PLoS ONE (Jan 2022)

Experiences of Black and Latinx health care workers in support roles during the COVID-19 pandemic: A qualitative study.

  • Zorimar Rivera-Núñez,
  • Manuel E Jimenez,
  • Benjamin F Crabtree,
  • Diane Hill,
  • Maria B Pellerano,
  • Donita Devance,
  • Myneka Macenat,
  • Daniel Lima,
  • Marsha Gordon,
  • Brittany Sullivan,
  • Robert J Rosati,
  • Jeanne M Ferrante,
  • Emily S Barrett,
  • Martin J Blaser,
  • Reynold A Panettieri,
  • Shawna V Hudson

Journal volume & issue
Vol. 17, no. 1
p. e0262606


Read online

Black and Latinx individuals, and in particular women, comprise an essential health care workforce often serving in support roles such as nursing assistants and dietary service staff.
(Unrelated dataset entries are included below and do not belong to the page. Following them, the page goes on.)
//! Media records produced by a source.

use std::fmt;

use serde::{Deserialize, Serialize};

use crate::models::EpisodeRange;

/// Where a media source's content lives.
#[derive(Debug, Clone, Copy, PartialEq, Eq, Serialize, Deserialize)]
#[serde(rename_all = "SCREAMING_SNAKE_CASE")]
pub enum MediaSourceLocation {
    Online,
    Local,
}

/// Transport kind of a media source.
#[derive(Debug, Clone, Copy, PartialEq, Eq, Serialize, Deserialize)]
#[serde(rename_all = "SCREAMING_SNAKE_CASE")]
pub enum MediaSourceKind {
    Web,
    Torrent,
}

/// How subtitles are delivered.
#[derive(Debug, Clone, Copy, PartialEq, Eq, Default, Serialize, Deserialize)]
#[serde(rename_all = "SCREAMING_SNAKE_CASE")]
pub enum SubtitleKind {
    #[default]
    Embedded,
    External,
}

/// File size in bytes, if known.
#[derive(Debug, Clone, Copy, PartialEq, Eq, Default, Serialize, Deserialize)]
pub struct FileSize(pub Option<u64>);

impl FileSize {
    pub const UNSPECIFIED: Self = Self(None);
}

impl fmt::Display for FileSize {
    fn fmt(&self, f: &mut fmt::Formatter<'_>) -> fmt::Result {
        let Some(bytes) = self.0 else {
            return f.write_str("Unspecified");
        };
        let mut value = bytes as f64;
        for unit in ["B", "KB", "MB", "GB", "TB"] {
            if value < 1024.0 {
                return write!(f, "{value:.1}{unit}");
            }
            value /= 1024.0;
        }
        write!(f, "{value:.1}PB")
    }
}

/// Where a player should go to obtain the bytes.
#[derive(Debug, Clone, PartialEq, Eq, Serialize, Deserialize)]
#[serde(tag = "type", rename_all = "snake_case")]
pub enum ResourceLocation {
    /// A web page or URL that still has to go through video matching.
    WebVideo { uri: String },
}

impl ResourceLocation {
    pub fn web_video(uri: impl Into<String>) -> Self {
        Self::WebVideo { uri: uri.into() }
    }

    pub fn uri(&self) -> &str {
        match self {
            Self::WebVideo { uri } => uri,
        }
    }
}

/// Inferred, non-authoritative properties of a media record.
#[derive(Debug, Clone, PartialEq, Eq, Serialize, Deserialize)]
pub struct MediaProperties {
    pub subject_name: String,
    pub episode_name: String,
    pub subtitle_language_ids: Vec<String>,
    pub resolution: String,
    /// Release group or channel name
    pub alliance: String,
    pub size: FileSize,
    pub subtitle_kind: SubtitleKind,
}

/// A playable episode as seen by a downstream player.
#[derive(Debug, Clone, PartialEq, Eq, Serialize, Deserialize)]
pub struct Media {
    /// Deterministic identifier, unique per (subject, channel, episode) within one source
    pub media_id: String,
    pub media_source_id: String,
    pub original_url: String,
    pub download_location: ResourceLocation,
    pub original_title: String,
    pub properties: MediaProperties,
    pub episode_range: EpisodeRange,
    pub location: MediaSourceLocation,
    pub kind: MediaSourceKind,
}

/// How confidently a media record answers a request.
#[derive(Debug, Clone, Copy, PartialEq, Eq, Serialize, Deserialize)]
#[serde(rename_all = "SCREAMING_SNAKE_CASE")]
pub enum MatchKind {
    Exact,
    Fuzzy,
}

/// A media record paired with its match kind.
#[derive(Debug, Clone, PartialEq, Eq, Serialize, Deserialize)]
pub struct MediaMatch {
    pub media: Media,
    pub kind: MatchKind,
}

impl MediaMatch {
    pub fn fuzzy(media: Media) -> Self {
        Self {
            media,
            kind: MatchKind::Fuzzy,
        }
    }
}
Compared to physicians and nurses, they are underpaid and potentially undervalued, yet play a critical role in health systems. This study examined the impact of the coronavirus disease 2019 (COVID-19) pandemic from the perspective of Black and Latinx health care workers in support roles (referred to here as HCWs). From December 2020 to February 2021, we conducted 2 group interviews (n = 9, 1 group in English and 1 group in Spanish language) and 8 individual interviews (1 in Spanish and 7 in English) with HCWs. Participants were members of a high-risk workforce as well as of communities that suffered disproportionately during the pandemic. Overall, they described disruptive changes in responsibilities and roles at work. These disruptions were intensified by the constant fear of contracting COVID-19 themselves and infecting their family members. HCWs with direct patient care responsibilities reported reduced opportunities for personal connection with patients. Perspectives on vaccines reportedly changed over time, and were influenced by peers' vaccination and information from trusted sources. The pandemic has exposed the stress endured by an essential workforce that plays a critical role in healthcare. As such, healthcare systems need to dedicate resources to improve the work conditions for this marginalized workforce including offering resources that support resilience. Overall working conditions and, wages must be largely improved to ensure their wellbeing and retain them in their roles to manage the next public health emergency. The role of HCWs serving as ambassadors to provide accurate information on COVID-19 and vaccination among their coworkers and communities also warrants further study.